====== RECORDS FOR THE EXERCISE

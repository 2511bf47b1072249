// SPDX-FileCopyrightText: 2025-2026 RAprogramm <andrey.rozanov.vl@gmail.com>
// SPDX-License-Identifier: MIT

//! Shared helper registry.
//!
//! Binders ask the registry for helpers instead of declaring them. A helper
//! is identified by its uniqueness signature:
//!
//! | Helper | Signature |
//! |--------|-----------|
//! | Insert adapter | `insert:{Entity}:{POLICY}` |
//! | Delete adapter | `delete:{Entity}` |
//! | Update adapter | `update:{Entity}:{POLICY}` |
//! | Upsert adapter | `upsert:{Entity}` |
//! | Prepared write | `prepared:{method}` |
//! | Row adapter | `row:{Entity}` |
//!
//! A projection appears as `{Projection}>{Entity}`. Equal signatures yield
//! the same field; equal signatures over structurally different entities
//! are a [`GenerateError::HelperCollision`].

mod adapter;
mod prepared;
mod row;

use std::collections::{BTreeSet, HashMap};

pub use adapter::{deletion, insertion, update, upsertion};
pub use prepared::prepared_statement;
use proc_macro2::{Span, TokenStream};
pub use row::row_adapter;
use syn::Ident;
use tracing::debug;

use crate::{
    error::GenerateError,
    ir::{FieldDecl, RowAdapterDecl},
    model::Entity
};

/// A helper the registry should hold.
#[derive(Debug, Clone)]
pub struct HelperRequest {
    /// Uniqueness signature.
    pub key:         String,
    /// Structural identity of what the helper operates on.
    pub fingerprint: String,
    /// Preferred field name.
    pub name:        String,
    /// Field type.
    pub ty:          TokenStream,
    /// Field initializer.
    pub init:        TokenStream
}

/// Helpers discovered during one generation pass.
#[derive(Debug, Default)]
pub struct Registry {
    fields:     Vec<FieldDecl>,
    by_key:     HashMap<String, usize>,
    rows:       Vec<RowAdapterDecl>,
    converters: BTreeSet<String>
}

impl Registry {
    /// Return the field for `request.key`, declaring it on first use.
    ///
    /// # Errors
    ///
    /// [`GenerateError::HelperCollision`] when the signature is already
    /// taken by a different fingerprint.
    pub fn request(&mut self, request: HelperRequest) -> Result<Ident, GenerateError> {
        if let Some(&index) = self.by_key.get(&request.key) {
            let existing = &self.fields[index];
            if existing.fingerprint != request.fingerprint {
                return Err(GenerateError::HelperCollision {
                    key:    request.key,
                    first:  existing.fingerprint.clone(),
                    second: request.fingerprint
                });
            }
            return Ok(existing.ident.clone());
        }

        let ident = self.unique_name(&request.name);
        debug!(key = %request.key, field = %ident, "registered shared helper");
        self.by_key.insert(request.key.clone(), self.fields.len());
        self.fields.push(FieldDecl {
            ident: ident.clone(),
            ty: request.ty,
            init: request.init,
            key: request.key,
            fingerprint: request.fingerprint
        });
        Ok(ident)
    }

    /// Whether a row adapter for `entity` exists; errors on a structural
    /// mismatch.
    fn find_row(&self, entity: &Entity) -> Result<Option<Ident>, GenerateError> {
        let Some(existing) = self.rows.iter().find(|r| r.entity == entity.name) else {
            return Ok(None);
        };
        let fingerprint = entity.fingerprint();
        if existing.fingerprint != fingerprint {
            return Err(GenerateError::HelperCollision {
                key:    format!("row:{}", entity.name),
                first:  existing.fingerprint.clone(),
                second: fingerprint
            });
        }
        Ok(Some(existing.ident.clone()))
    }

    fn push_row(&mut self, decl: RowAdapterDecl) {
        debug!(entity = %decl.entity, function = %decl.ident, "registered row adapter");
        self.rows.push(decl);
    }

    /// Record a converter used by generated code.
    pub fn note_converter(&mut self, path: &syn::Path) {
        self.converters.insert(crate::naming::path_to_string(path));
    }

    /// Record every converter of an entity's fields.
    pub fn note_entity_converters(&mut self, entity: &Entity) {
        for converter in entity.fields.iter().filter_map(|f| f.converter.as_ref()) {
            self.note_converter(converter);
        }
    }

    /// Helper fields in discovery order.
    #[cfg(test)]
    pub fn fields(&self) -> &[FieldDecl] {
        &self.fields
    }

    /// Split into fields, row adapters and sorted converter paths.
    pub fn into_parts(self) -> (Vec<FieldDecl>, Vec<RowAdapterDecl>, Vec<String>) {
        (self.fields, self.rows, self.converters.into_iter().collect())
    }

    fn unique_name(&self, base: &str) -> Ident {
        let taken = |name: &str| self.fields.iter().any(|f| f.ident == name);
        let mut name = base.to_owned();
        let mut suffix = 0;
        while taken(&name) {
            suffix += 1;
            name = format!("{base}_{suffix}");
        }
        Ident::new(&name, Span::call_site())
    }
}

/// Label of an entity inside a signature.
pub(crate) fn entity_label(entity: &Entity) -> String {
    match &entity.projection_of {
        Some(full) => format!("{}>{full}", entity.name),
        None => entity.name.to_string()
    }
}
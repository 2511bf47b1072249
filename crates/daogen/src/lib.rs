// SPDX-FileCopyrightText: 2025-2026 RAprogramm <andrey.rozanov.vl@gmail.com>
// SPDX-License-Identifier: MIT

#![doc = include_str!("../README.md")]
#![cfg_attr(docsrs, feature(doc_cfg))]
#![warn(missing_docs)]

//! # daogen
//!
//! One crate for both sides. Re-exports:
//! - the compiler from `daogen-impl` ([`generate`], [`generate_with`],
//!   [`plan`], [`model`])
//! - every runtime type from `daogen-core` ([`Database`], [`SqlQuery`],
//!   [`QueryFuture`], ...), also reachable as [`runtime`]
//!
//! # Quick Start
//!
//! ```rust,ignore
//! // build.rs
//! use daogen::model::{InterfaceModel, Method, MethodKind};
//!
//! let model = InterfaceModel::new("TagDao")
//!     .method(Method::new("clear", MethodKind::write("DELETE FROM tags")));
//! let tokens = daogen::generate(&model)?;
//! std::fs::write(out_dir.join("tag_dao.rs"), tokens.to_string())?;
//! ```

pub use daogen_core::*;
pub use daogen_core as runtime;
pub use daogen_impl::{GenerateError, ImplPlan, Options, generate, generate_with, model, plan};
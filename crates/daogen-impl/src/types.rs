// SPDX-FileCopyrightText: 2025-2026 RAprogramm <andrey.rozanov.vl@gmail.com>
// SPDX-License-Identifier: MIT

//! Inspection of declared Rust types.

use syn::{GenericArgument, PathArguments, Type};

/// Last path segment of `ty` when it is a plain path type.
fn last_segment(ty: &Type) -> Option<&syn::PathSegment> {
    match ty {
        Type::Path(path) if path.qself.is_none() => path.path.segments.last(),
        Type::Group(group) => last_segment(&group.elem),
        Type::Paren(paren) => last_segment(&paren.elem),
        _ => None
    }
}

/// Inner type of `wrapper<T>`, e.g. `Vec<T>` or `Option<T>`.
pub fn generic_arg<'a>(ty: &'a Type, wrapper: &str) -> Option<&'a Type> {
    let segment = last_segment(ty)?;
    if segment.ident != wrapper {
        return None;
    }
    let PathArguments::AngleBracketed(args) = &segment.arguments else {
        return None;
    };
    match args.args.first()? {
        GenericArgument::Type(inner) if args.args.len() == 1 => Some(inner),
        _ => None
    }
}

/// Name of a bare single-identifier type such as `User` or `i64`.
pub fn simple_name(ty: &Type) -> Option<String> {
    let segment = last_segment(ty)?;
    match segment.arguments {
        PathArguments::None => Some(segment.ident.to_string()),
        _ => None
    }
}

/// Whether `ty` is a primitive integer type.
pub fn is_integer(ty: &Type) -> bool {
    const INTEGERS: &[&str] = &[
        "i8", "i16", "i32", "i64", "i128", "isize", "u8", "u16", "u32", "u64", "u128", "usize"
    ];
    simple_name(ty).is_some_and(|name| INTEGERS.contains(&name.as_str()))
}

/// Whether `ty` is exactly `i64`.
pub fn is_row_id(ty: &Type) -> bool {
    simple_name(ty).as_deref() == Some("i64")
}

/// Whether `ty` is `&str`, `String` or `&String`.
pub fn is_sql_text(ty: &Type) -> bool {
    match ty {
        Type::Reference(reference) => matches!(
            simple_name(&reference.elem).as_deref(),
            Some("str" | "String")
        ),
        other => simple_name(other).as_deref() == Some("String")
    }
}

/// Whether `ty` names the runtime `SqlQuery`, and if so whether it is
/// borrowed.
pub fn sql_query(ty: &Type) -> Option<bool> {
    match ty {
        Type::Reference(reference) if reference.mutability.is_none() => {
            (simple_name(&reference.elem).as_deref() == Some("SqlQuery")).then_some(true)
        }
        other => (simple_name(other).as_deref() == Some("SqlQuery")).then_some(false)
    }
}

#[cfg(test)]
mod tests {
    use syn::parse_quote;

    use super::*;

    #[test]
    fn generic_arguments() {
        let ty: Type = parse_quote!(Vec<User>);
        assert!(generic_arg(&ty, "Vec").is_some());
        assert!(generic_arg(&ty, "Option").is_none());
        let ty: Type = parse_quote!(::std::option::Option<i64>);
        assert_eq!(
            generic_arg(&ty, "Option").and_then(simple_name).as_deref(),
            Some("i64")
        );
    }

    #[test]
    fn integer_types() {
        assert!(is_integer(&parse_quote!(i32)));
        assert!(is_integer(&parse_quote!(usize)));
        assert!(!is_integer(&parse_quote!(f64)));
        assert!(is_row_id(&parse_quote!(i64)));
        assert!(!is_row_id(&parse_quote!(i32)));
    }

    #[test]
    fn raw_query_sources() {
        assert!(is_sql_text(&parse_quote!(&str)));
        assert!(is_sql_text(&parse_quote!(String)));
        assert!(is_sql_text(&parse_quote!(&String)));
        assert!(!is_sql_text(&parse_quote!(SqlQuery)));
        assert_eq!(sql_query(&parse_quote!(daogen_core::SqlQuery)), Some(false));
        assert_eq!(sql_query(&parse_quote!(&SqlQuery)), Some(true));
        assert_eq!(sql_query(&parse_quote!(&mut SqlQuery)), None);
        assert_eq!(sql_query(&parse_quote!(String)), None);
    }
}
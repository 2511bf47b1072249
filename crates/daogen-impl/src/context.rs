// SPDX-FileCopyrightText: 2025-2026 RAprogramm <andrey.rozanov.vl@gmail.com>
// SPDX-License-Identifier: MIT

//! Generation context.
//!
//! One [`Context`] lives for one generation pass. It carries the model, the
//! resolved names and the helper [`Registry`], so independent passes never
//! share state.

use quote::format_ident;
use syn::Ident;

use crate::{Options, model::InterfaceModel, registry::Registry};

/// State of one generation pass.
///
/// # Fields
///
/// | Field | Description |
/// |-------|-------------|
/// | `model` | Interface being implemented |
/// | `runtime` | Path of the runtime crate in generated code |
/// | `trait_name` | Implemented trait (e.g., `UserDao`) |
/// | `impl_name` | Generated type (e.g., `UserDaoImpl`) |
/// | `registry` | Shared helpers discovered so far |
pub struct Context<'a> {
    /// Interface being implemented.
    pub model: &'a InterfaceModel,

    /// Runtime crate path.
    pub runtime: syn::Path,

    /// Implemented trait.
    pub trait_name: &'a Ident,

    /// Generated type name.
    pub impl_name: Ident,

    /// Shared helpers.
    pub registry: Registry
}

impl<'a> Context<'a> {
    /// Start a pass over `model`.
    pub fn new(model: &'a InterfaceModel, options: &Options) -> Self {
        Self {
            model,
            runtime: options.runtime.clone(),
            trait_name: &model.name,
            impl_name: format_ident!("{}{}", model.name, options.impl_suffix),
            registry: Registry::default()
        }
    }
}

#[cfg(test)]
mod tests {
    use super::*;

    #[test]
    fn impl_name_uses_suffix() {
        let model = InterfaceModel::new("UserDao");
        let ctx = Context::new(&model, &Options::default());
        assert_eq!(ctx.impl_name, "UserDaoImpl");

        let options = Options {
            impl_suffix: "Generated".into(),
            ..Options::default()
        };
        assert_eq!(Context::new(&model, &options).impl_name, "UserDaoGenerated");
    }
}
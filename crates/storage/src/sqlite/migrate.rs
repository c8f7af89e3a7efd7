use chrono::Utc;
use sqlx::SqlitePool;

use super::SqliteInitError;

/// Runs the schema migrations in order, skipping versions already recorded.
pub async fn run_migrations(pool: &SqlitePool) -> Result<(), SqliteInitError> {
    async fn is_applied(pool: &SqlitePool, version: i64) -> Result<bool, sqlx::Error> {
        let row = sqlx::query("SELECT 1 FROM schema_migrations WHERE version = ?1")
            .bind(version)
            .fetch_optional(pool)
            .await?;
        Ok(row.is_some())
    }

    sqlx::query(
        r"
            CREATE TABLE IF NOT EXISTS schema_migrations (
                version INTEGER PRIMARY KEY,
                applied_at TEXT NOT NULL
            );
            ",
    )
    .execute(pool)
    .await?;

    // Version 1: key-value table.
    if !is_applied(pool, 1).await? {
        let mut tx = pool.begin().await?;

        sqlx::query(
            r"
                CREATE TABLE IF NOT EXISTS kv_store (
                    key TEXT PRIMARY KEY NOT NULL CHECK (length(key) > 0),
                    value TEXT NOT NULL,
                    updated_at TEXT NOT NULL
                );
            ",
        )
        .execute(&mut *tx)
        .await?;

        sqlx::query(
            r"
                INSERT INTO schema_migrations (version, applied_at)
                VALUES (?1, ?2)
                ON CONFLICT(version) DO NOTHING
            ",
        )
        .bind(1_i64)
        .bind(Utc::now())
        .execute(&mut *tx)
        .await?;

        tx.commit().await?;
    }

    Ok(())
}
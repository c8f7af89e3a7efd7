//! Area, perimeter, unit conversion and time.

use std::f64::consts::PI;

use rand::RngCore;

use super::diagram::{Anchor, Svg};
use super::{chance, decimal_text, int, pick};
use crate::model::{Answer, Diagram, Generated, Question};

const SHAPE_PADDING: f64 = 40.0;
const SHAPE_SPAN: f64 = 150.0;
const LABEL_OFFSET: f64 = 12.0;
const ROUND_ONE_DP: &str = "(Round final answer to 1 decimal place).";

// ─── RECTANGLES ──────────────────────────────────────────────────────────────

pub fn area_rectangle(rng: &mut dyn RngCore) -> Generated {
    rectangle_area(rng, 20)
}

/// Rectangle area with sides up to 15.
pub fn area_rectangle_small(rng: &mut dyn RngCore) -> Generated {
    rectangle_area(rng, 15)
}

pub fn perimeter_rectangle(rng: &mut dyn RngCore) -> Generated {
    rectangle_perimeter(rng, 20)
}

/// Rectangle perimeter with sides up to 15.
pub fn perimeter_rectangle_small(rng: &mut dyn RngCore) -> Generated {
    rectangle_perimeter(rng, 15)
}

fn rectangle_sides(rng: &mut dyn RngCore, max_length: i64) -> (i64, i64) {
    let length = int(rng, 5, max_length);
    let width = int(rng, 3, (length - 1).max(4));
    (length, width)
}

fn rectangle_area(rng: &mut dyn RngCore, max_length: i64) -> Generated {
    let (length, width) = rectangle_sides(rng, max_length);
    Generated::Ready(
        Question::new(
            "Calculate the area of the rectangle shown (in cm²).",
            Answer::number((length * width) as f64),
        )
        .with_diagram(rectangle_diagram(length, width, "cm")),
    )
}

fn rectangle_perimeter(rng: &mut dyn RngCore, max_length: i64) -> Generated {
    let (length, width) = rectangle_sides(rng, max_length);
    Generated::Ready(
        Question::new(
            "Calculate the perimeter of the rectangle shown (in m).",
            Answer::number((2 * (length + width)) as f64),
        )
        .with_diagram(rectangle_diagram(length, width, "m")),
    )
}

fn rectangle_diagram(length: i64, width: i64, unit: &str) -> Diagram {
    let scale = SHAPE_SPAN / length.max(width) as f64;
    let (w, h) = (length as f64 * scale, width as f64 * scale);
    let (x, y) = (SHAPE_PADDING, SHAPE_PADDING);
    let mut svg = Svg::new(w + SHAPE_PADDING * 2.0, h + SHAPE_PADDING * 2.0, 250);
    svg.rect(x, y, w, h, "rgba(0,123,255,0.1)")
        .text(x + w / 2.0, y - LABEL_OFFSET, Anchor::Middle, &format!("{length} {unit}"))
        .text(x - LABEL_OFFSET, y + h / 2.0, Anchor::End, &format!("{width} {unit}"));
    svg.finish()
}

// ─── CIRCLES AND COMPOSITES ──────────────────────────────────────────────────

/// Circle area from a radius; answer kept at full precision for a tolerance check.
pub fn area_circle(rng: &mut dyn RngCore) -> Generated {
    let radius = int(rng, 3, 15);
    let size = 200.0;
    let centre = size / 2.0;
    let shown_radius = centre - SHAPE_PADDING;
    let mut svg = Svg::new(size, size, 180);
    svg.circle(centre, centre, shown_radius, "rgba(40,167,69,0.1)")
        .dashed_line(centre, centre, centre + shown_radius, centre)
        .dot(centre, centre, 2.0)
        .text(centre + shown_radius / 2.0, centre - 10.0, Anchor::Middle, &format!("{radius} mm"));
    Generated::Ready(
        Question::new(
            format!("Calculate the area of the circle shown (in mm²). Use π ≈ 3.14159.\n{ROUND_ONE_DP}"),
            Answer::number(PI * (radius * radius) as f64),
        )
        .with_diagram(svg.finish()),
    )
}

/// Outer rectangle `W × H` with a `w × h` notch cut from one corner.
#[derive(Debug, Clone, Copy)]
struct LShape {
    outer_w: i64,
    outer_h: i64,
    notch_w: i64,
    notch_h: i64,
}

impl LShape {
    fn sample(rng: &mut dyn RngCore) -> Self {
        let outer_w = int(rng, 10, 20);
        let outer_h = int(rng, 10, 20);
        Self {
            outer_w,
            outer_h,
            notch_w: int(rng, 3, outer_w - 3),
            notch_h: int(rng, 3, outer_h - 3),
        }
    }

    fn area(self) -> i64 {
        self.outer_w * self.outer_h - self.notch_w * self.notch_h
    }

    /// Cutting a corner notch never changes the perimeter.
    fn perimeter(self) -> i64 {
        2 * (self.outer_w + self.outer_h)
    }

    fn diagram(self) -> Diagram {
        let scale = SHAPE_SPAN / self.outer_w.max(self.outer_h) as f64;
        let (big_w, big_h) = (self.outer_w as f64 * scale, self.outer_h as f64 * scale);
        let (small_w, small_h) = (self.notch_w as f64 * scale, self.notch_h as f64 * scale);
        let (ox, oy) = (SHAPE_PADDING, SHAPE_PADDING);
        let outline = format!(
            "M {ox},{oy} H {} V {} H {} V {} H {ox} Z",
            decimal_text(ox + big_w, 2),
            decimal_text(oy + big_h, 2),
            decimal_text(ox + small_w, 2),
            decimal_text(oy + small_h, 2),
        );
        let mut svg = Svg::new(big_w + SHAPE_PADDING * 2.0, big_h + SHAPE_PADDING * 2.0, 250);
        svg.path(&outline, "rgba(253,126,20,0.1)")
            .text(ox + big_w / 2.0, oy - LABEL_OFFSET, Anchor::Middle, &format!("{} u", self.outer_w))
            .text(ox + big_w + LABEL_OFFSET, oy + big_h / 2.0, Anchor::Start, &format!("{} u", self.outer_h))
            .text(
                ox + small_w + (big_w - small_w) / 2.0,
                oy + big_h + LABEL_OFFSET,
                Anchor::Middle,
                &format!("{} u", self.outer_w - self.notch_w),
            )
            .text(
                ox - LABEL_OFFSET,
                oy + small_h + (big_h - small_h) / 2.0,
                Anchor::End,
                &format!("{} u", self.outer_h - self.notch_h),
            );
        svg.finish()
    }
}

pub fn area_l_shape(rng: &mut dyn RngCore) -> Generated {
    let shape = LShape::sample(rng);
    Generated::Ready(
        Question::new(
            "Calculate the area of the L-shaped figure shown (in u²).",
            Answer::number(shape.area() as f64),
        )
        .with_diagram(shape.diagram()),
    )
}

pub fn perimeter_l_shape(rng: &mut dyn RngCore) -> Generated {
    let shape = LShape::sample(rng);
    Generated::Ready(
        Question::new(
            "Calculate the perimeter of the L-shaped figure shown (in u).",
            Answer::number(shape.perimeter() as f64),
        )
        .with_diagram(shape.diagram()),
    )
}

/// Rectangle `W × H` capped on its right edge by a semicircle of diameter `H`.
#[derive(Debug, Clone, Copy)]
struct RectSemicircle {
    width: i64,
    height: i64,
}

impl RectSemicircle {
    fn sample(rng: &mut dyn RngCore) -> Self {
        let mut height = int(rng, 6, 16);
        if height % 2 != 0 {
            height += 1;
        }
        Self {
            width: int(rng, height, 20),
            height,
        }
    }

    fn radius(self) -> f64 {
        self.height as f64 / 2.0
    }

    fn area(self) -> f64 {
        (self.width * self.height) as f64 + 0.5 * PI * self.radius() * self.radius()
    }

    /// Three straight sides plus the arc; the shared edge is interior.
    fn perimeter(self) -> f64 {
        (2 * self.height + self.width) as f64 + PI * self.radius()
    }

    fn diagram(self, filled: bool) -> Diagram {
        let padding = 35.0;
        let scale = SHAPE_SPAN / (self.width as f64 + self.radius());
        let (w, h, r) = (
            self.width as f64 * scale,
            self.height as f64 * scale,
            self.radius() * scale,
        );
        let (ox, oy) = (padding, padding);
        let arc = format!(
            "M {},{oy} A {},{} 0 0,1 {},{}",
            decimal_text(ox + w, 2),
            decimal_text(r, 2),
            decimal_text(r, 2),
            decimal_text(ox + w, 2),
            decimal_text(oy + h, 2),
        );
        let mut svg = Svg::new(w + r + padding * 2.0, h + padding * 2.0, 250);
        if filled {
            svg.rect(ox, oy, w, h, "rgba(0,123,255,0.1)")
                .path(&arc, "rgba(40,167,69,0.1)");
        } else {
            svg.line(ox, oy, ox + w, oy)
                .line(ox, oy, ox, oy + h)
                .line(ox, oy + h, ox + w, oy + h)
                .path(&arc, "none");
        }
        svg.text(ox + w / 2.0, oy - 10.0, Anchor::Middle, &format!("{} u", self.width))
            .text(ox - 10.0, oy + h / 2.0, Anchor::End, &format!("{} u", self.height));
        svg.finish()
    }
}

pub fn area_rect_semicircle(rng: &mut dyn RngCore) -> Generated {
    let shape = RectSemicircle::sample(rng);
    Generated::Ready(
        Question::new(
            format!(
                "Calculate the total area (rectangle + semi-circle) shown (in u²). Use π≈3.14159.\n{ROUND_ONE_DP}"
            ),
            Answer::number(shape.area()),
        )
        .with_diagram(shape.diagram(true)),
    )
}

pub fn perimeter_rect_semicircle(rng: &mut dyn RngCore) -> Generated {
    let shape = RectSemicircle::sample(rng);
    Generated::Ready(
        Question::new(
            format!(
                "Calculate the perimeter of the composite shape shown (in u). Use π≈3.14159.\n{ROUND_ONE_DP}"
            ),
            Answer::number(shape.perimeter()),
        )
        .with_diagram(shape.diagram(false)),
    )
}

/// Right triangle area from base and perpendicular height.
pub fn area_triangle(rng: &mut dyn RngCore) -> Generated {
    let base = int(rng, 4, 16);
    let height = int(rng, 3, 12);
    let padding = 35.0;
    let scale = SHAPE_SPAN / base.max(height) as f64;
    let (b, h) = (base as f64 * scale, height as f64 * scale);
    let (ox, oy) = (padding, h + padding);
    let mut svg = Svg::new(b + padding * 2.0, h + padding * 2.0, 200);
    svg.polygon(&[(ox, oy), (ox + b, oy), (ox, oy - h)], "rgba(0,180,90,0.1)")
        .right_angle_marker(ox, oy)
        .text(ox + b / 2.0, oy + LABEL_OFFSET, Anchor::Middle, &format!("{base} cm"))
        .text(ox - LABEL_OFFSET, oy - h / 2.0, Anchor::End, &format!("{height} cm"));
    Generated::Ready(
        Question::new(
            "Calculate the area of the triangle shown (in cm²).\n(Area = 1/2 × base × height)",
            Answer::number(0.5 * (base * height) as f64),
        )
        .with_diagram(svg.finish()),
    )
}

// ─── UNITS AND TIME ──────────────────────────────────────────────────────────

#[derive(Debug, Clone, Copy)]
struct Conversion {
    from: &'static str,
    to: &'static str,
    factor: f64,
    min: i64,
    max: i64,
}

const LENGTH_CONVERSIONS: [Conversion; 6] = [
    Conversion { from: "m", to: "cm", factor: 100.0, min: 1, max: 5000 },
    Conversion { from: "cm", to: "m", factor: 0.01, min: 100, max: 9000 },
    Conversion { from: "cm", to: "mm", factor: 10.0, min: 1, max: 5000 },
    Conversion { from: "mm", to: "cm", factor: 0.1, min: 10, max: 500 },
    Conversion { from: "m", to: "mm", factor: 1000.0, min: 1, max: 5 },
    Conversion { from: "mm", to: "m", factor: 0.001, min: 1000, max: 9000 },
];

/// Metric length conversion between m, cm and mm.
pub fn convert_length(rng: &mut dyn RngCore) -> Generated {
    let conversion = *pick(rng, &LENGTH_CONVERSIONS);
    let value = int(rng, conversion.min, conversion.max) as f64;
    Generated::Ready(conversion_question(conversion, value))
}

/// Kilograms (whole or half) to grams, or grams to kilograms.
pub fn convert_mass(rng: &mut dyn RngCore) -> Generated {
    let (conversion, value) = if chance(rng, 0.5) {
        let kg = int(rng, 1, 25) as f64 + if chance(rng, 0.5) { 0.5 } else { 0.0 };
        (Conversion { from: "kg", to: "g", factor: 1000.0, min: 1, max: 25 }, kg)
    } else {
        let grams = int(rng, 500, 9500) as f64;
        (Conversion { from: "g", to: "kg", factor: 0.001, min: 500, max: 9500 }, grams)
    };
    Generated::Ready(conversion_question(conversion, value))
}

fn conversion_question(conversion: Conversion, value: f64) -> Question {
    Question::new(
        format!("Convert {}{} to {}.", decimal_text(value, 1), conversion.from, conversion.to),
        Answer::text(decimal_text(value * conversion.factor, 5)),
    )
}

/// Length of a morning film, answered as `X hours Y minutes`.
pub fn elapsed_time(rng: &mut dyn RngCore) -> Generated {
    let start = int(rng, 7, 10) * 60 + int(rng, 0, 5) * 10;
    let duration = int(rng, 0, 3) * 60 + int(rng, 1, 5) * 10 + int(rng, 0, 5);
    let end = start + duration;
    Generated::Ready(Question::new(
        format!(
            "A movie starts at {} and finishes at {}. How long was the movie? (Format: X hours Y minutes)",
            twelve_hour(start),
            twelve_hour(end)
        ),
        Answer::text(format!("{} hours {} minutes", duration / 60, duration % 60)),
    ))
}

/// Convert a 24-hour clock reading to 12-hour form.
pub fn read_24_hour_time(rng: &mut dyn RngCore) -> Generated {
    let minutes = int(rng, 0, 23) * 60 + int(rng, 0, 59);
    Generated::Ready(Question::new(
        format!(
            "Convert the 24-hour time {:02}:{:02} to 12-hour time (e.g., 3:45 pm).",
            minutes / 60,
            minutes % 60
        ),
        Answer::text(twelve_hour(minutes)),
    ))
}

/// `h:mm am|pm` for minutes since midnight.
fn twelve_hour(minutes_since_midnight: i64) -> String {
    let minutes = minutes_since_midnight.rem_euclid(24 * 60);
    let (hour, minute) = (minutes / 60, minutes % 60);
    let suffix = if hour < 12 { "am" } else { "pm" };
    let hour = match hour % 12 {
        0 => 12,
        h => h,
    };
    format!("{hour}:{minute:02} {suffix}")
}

============

# WORK TO BE COMPLETED:
Locate the word "elem" in the records and collect each line it appears in.

# ANSWER:
        Type::Group(group) => last_segment(&group.elem),
        Type::Paren(paren) => last_segment(&paren.elem),
            simple_name(&reference.elem).as_deref(),
            (simple_name(&reference.elem).as_deref() == Some("SqlQuery")).then_some(true)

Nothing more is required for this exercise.